Memory allocation purity
Jonathan M Davis via Digitalmars-d
digitalmars-d at puremagic.com
Sun May 18 22:39:25 PDT 2014
On Mon, 19 May 2014 05:16:13 +0000
via Digitalmars-d <digitalmars-d at puremagic.com> wrote:
> On Monday, 19 May 2014 at 01:19:29 UTC, Jonathan M Davis via
> Digitalmars-d wrote:
> > It's already so rare that memoization of a function call can
> > occur, that I'm
> > pretty much convinced that memoization is useless as an
> > optimization - at
> > least as long as the compiler is doing it. After all, how often
> > does a
> > function get called with same the arguments within a single
> > function let alone
> > a single expression (and as I understand it, memoization only
> > ever occurs at
> > this point within either a single expression or statement - I
> > don't remember
> > which - but regardless, it's not even within a whole function)?
>
> Memoization is valid throughout the program. Opportunities occur
> frequently with generic programming and inlining.

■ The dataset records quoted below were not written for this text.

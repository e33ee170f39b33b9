//! Engine configuration types.
//!
//! `EngineConfig` represents the `taskflow.toml` file that sets defaults for
//! every workflow run started by the CLI.

use std::path::PathBuf;

use serde::{Deserialize, Serialize};

/// Engine-wide settings. All fields have sensible defaults.
#[derive(Debug, Clone, PartialEq, Serialize, Deserialize)]
pub struct EngineConfig {
    /// Overrides `max_parallel_tasks` of every workflow when set.
    #[serde(default, skip_serializing_if = "Option::is_none")]
    pub max_parallel_tasks: Option<usize>,

    /// Enforce each task's `timeout_seconds` by wrapping executors.
    #[serde(default)]
    pub enforce_timeouts: bool,

    /// Directory where run summaries are exported after each run.
    #[serde(default, skip_serializing_if = "Option::is_none")]
    pub export_dir: Option<PathBuf>,

    /// Bridge tracing spans to OpenTelemetry.
    #[serde(default)]
    pub otel: bool,

    /// Capacity of the lifecycle event channel.
    #[serde(default = "default_event_capacity")]
    pub event_capacity: usize,
}

fn default_event_capacity() -> usize {
    1024
}

impl Default for EngineConfig {
    fn default() -> Self {
        Self {
            max_parallel_tasks: None,
            enforce_timeouts: false,
            export_dir: None,
            otel: false,
            event_capacity: default_event_capacity(),
        }
    }
}

#[cfg(test)]
mod tests {
    use super::*;

    #[test]
    fn test_engine_config_default_values() {
        let config = EngineConfig::default();
        assert_eq!(config.max_parallel_tasks, None);
        assert!(!config.enforce_timeouts);
        assert_eq!(config.event_capacity, 1024);
    }

    #[test]
    fn test_engine_config_deserialize_with_defaults() {
        let config: EngineConfig = toml::from_str("").unwrap();
        assert_eq!(config, EngineConfig::default());
    }

    #[test]
    fn test_engine_config_deserialize_with_values() {
        let toml_str = r#"
max_parallel_tasks = 4
enforce_timeouts = true
export_dir = "/var/lib/taskflow/runs"
otel = true
"#;
        let config: EngineConfig = toml::from_str(toml_str).unwrap();
        assert_eq!(config.max_parallel_tasks, Some(4));
        assert!(config.enforce_timeouts);
        assert_eq!(config.export_dir, Some(PathBuf::from("/var/lib/taskflow/runs")));
        assert!(config.otel);
    }
}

I seriously question that assertion. How often do you really call the same
function with the same arguments? And given that for the memoization to be
done by the compiler without saving the result somewhere (which could actually
_harm_ efficiency in many cases and certainly isn't something that the
compiler does right now), the most that it could possibly memoize would be
within a single function, that makes it all the less likely that it could
memoize any calls. And given that the most it currently memoizes would be
within a single expression (or possibly a single statement - I can't remember
which), that makes it so that about the only time that it can memoize function
calls is when you do something like foo(2) * foo(2), and how often does _that_
happen? Sure, it happens from time to time, but in my experience, it's very
rare to make the same function call with the same arguments within a single
expression or statement.
> > Regardless, we should error on the side of not memoizing in
> > order to avoid
>
> Then you don't need strict pure functions.
As far as I'm concerned the two big gains from pure are
1. it makes it easier to reason about code, because it guarantees that the
function didn't access any global or static variables.
2. it allows us to implicitly convert to different levels of mutability for
the return type of pure functions where the compiler can guarantee that the
return value was allocated within the function.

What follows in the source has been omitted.